AVAILABLE RECORDS section start

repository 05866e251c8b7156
//! Per-operation coordination context.
//!
//! Every publication, sharing, tag, and presence operation takes a
//! [`CoordinationContext`] instead of reaching for shared globals. It carries
//! the caller, the clock, and handles to each collaborator.

use std::sync::Arc;

use chrono::{DateTime, Utc};
use nbrepo_core::{Clock, Identity, Username};
use nbrepo_store::Store;

use crate::config::ServerConfig;
use crate::error::{ApiError, ApiResult};
use crate::events::EventBroadcaster;
use crate::presence::PresenceMonitor;
use crate::workspace::Workspace;

#[derive(Clone)]
pub struct CoordinationContext {
    pub(crate) identity: Option<Identity>,
    pub(crate) store: Arc<Store>,
    pub(crate) config: Arc<ServerConfig>,
    pub(crate) clock: Arc<dyn Clock>,
    pub(crate) presence: Arc<dyn PresenceMonitor>,
    pub(crate) workspace: Arc<dyn Workspace>,
    pub(crate) events: Arc<EventBroadcaster>,
}

impl CoordinationContext {
    /// The caller, if the request carried an identity.
    pub fn identity(&self) -> Option<&Identity> {
        self.identity.as_ref()
    }

    /// The caller, or `Unauthorized` for anonymous requests.
    pub fn caller(&self) -> ApiResult<&Identity> {
        self.identity
            .as_ref()
            .ok_or_else(|| ApiError::Unauthorized("authentication required".into()))
    }

    /// The caller, who must be an admin.
    pub fn admin(&self) -> ApiResult<&Identity> {
        let caller = self.caller()?;
        if !caller.admin {
            return Err(ApiError::Forbidden("admin privileges required".into()));
        }
        Ok(caller)
    }

    /// Fails with `Forbidden` unless the caller is `owner`.
    pub fn require_owner(&self, owner: &Username, what: &str) -> ApiResult<&Identity> {
        let caller = self.caller()?;
        if !caller.is(owner) {
            return Err(ApiError::Forbidden(format!("only the owner may {what}")));
        }
        Ok(caller)
    }

    pub fn now(&self) -> DateTime<Utc> {
        self.clock.now()
    }

    pub fn store(&self) -> &Store {
        &self.store
    }

    pub fn config(&self) -> &ServerConfig {
        &self.config
    }

    pub fn presence(&self) -> &dyn PresenceMonitor {
        self.presence.as_ref()
    }

    pub fn workspace(&self) -> &dyn Workspace {
        self.workspace.as_ref()
    }

    pub fn events(&self) -> &EventBroadcaster {
        &self.events
    }
}

impl std::fmt::Debug for CoordinationContext {
    fn fmt(&self, f: &mut std::fmt::Formatter<'_>) -> std::fmt::Result {
        f.debug_struct("CoordinationContext")
            .field("identity", &self.identity)
            .field("clock", &self.clock)
            .finish_non_exhaustive()
    }
}

#[cfg(test)]
mod tests {
    use super::*;
    use crate::state::AppState;

    fn identity(name: &str, admin: bool) -> Identity {
        Identity::new(Username::parse(name).unwrap(), admin)
    }

    fn state() -> AppState {
        AppState::new(Store::in_memory(), ServerConfig::default())
    }

    #[test]
    fn test_anonymous_context_has_no_caller() {
        let ctx = state().context(None);
        assert!(matches!(ctx.caller(), Err(ApiError::Unauthorized(_))));
    }

    #[test]
    fn test_admin_check() {
        let state = state();
        assert!(state.context(Some(identity("root", true))).admin().is_ok());
        assert!(matches!(
            state.context(Some(identity("bob", false))).admin(),
            Err(ApiError::Forbidden(_))
        ));
    }

    #[test]
    fn test_owner_check() {
        let ctx = state().context(Some(identity("bob", false)));
        let alice = Username::parse("alice").unwrap();
        let err = ctx.require_owner(&alice, "unpublish this notebook").unwrap_err();
        assert_eq!(err.to_string(), "forbidden: only the owner may unpublish this notebook");
    }
}
/// Load the share behind an invite and check the caller is its invitee.
async fn invite_of_caller(
    ctx: &CoordinationContext,
    invite_id: InviteId,
) -> ApiResult<(ShareRecord, bool)> {
    let caller = ctx.caller()?;
    let share = ctx.store().share_for_invite(invite_id).await?;
    let invite = share
        .collaborators
        .iter()
        .find(|i| i.id == invite_id)
        .ok_or_else(|| ApiError::NotFound(format!("invite {invite_id} not found")))?;
    if !caller.is(&invite.user) {
        return Err(ApiError::Forbidden(
            "only the invited user may answer an invitation".into(),
        ));
    }
    let accepted = invite.accepted;
    Ok((share, accepted))
}

/// Accept an invite. Accepting an accepted invite changes nothing.
pub async fn accept(ctx: &CoordinationContext, invite_id: InviteId) -> ApiResult<ShareEntry> {
    let caller = ctx.caller()?;
    let (share, already_accepted) = invite_of_caller(ctx, invite_id).await?;
    if already_accepted {
        return Ok(entry_for(share, &caller.username));
    }

    let share = ctx.store().accept_invite(invite_id).await?;
    tracing::info!(
        share_id = %share.id,
        invite_id = %invite_id,
        user = %caller.username,
        "Accepted invite"
    );
    notify(ctx, &share.participants(), share.id, SharingAction::Accepted).await;
    Ok(entry_for(share, &caller.username))
}

/// Decline a pending invite, deleting the share if it was the last one.
///
/// An accepted invite is resolved and can no longer be declined.
pub async fn decline(ctx: &CoordinationContext, invite_id: InviteId) -> ApiResult<DeclineResult> {
    let caller = ctx.caller()?;
    let (_, accepted) = invite_of_caller(ctx, invite_id).await?;
    if accepted {
        return Err(ApiError::NotFound(format!(
            "invite {invite_id} was already accepted"
        )));
    }

    let outcome = ctx.store().remove_invite(invite_id).await?;
    let share_id = outcome.record().id;
    let mut recipients = outcome.record().participants();
    if !recipients.contains(&caller.username) {
        recipients.push(caller.username.clone());
    }
    notify(ctx, &recipients, share_id, SharingAction::Declined).await;

    let result = match outcome {
        DeclineOutcome::InviteRemoved(share) => {
            tracing::info!(share_id = %share_id, user = %caller.username, "Declined invite");
            DeclineResult {
                share_id,
                share_deleted: false,
                share: Some(share),
            }
        }
        DeclineOutcome::ShareDeleted(_) => {
            tracing::info!(
                share_id = %share_id,
                user = %caller.username,
                "Declined last invite, share deleted"
            );
            DeclineResult {
                share_id,
                share_deleted: true,
                share: None,
            }
        }
    };
    Ok(result)
}
//! Public library routes.

use axum::{
    Json, Router,
    extract::{Path, State},
    http::StatusCode,
    routing::{get, post, put},
};
use nbrepo_core::PublicationId;

use crate::error::ApiResult;
use crate::extract::{Caller, MaybeCaller};
use crate::library::{self, CopyOutcome, LibraryListing, Preview, PublicationForm, PublicationView};
use crate::state::AppState;

/// GET /notebooks/ - The public library.
///
/// # Response
///
/// - 200 OK: `{ publications, pinned, protected }`
async fn list_publications(
    State(state): State<AppState>,
    MaybeCaller(identity): MaybeCaller,
) -> ApiResult<Json<LibraryListing>> {
    let ctx = state.context(identity);
    Ok(Json(library::list(&ctx).await?))
}

/// POST /notebooks/ - Publish a notebook from the caller's workspace.
///
/// # Response
///
/// - 201 Created: The new publication
/// - 400 Bad Request: Missing or invalid metadata
/// - 403 Forbidden: Protected tag used by a non-admin
/// - 409 Conflict: Path already published by the caller
async fn publish(
    State(state): State<AppState>,
    Caller(identity): Caller,
    Json(form): Json<PublicationForm>,
) -> ApiResult<(StatusCode, Json<PublicationView>)> {
    let ctx = state.context(Some(identity));
    let view = library::publish(&ctx, &form).await?;
    Ok((StatusCode::CREATED, Json(view)))
}

/// GET /notebooks/{id}/ - One publication.
async fn get_publication(
    State(state): State<AppState>,
    MaybeCaller(identity): MaybeCaller,
    Path(id): Path<PublicationId>,
) -> ApiResult<Json<PublicationView>> {
    let ctx = state.context(identity);
    Ok(Json(library::get(&ctx, id).await?))
}

/// PUT /notebooks/{id}/ - Replace a publication's metadata.
///
/// # Response
///
/// - 200 OK: The updated publication
/// - 403 Forbidden: Not the owner, or protected tag change by a non-admin
/// - 404 Not Found: Unknown id
async fn update_publication(
    State(state): State<AppState>,
    Caller(identity): Caller,
    Path(id): Path<PublicationId>,
    Json(form): Json<PublicationForm>,
) -> ApiResult<Json<PublicationView>> {
    let ctx = state.context(Some(identity));
    Ok(Json(library::update(&ctx, id, &form).await?))
}

/// DELETE /notebooks/{id}/ - Unpublish.
///
/// # Response
///
/// - 200 OK: The removed publication
/// - 403 Forbidden: Not the owner
/// - 404 Not Found: Unknown id
async fn unpublish(
    State(state): State<AppState>,
    Caller(identity): Caller,
    Path(id): Path<PublicationId>,
) -> ApiResult<Json<PublicationView>> {
    let ctx = state.context(Some(identity));
    Ok(Json(library::unpublish(&ctx, id).await?))
}

/// POST /notebooks/{id}/copy - Copy into a directory named after the notebook.
async fn copy_default(
    State(state): State<AppState>,
    Caller(identity): Caller,
    Path(id): Path<PublicationId>,
) -> ApiResult<Json<CopyOutcome>> {
    let ctx = state.context(Some(identity));
    Ok(Json(library::copy(&ctx, id, "").await?))
}

/// POST /notebooks/{id}/copy/{dir} - Copy into the caller's workspace.
///
/// # Response
///
/// - 200 OK: `{ publication_id, filename }`
/// - 400 Bad Request: Invalid destination
/// - 404 Not Found: Publication was unpublished
/// - 503 Service Unavailable: Workspace copy failed
async fn copy_into(
    State(state): State<AppState>,
    Caller(identity): Caller,
    Path((id, dir)): Path<(PublicationId, String)>,
) -> ApiResult<Json<CopyOutcome>> {
    let ctx = state.context(Some(identity));
    Ok(Json(library::copy(&ctx, id, &dir).await?))
}

/// GET /notebooks/{id}/preview/ - Read-only rendering link. Public.
async fn preview(
    State(state): State<AppState>,
    MaybeCaller(identity): MaybeCaller,
    Path(id): Path<PublicationId>,
) -> ApiResult<Json<Preview>> {
    let ctx = state.context(identity);
    Ok(Json(library::preview(&ctx, id).await?))
}

/// PUT /notebooks/{id}/launched/ - Count a launch.
async fn launched(
    State(state): State<AppState>,
    Caller(identity): Caller,
    Path(id): Path<PublicationId>,
) -> ApiResult<Json<PublicationView>> {
    let ctx = state.context(Some(identity));
    Ok(Json(library::launched(&ctx, id).await?))
}

/// Build library routes.
pub fn routes() -> Router<AppState> {
    Router::new()
        .route("/notebooks/", get(list_publications).post(publish))
        .route(
            "/notebooks/{id}/",
            get(get_publication).put(update_publication).delete(unpublish),
        )
        .route("/notebooks/{id}/copy", post(copy_default))
        .route("/notebooks/{id}/copy/{*dir}", post(copy_into))
        .route("/notebooks/{id}/preview/", get(preview))
        .route("/notebooks/{id}/launched/", put(launched))
}
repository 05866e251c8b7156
//! HTTP middleware.

pub mod request_id;
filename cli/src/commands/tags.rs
//! TAGS command - List tags and change their flags.

use anyhow::{Result, bail};
use clap::{Args, Subcommand};
use colored::Colorize;
use serde::{Deserialize, Serialize};

use super::{HumanReadable, encode_path, make_request, output};

/// Arguments for the tags command.
#[derive(Args)]
pub struct TagsArgs {
    #[command(subcommand)]
    pub action: TagsAction,
}

#[derive(Subcommand)]
pub enum TagsAction {
    /// List all tags
    List,

    /// Change a tag's flags (admin only); creates the tag if unseen
    Set {
        /// Tag label
        label: String,

        /// Pin or unpin the tag
        #[arg(long)]
        pinned: Option<bool>,

        /// Protect or unprotect the tag
        #[arg(long)]
        protected: Option<bool>,

        /// New description
        #[arg(long)]
        description: Option<String>,
    },
}

#[derive(Serialize)]
struct TagChanges<'a> {
    #[serde(skip_serializing_if = "Option::is_none")]
    pinned: Option<bool>,
    #[serde(skip_serializing_if = "Option::is_none")]
    protected: Option<bool>,
    #[serde(skip_serializing_if = "Option::is_none")]
    description: Option<&'a str>,
}

/// A tag as the server returns it.
#[derive(Debug, Deserialize, Serialize)]
pub struct Tag {
    pub id: i64,
    pub label: String,
    pub description: String,
    pub pinned: bool,
    pub protected: bool,
}

#[derive(Debug, Deserialize, Serialize)]
#[serde(transparent)]
pub struct TagList(pub Vec<Tag>);

fn flags(tag: &Tag) -> String {
    format!(
        "{}{}",
        if tag.pinned { "P" } else { "-" },
        if tag.protected { "L" } else { "-" }
    )
}

impl HumanReadable for Tag {
    fn print_human(&self) {
        println!("{} {}", "Tag".green().bold(), self.label);
        println!("  {} {}", "ID:".cyan(), self.id);
        println!("  {} {}", "Pinned:".cyan(), self.pinned);
        println!("  {} {}", "Protected:".cyan(), self.protected);
        if !self.description.is_empty() {
            println!("  {} {}", "Description:".cyan(), self.description);
        }
    }
}

impl HumanReadable for TagList {
    fn print_human(&self) {
        println!("{}", "Tags".green().bold());
        println!("{}", "=".repeat(60));

        if self.0.is_empty() {
            println!("  {}", "(No tags)".dimmed());
            return;
        }

        println!(
            "  {:<24} {:<6} {}",
            "Label".cyan(),
            "Flags".cyan(),
            "Description".cyan()
        );
        println!("  {}", "-".repeat(58));
        for tag in &self.0 {
            println!(
                "  {:<24} {:<6} {}",
                tag.label,
                flags(tag),
                tag.description.dimmed()
            );
        }
        println!();
        println!("  {}", "P = pinned, L = protected".dimmed());
    }
}

/// Execute the tags command.
pub async fn execute(
    client: &reqwest::Client,
    base_url: &str,
    human: bool,
    args: TagsArgs,
) -> Result<()> {
    match args.action {
        TagsAction::List => {
            let url = format!("{}/tags/", base_url);
            let tags: TagList = make_request(client.get(&url)).await?;
            output(&tags, human)
        }
        TagsAction::Set {
            label,
            pinned,
            protected,
            description,
        } => {
            let changes = TagChanges {
                pinned,
                protected,
                description: description.as_deref(),
            };
            if changes.pinned.is_none() && changes.protected.is_none() && changes.description.is_none()
            {
                bail!("Nothing to change: pass --pinned, --protected, or --description");
            }
            let url = format!("{}/tags/label/{}/", base_url, encode_path(label.trim()));
            let tag: Tag = make_request(client.put(&url).json(&changes)).await?;
            output(&tag, human)
        }
    }
}

#[cfg(test)]
mod tests {
    use super::*;

    #[test]
    fn test_flags() {
        let tag = Tag {
            id: 1,
            label: "featured".into(),
            description: String::new(),
            pinned: true,
            protected: false,
        };
        assert_eq!(flags(&tag), "P-");
    }

    #[test]
    fn test_changes_skip_unset_fields() {
        let changes = TagChanges {
            pinned: None,
            protected: Some(true),
            description: None,
        };
        assert_eq!(
            serde_json::to_value(&changes).unwrap(),
            serde_json::json!({"protected": true})
        );
    }
}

AVAILABLE RECORDS section end

◆ PROBLEM: Find every line in the records that contains the word "routes"; copy those lines.

◆ REPLY TO THE TASK:
//! Public library routes.
/// Build library routes.
pub fn routes() -> Router<AppState> {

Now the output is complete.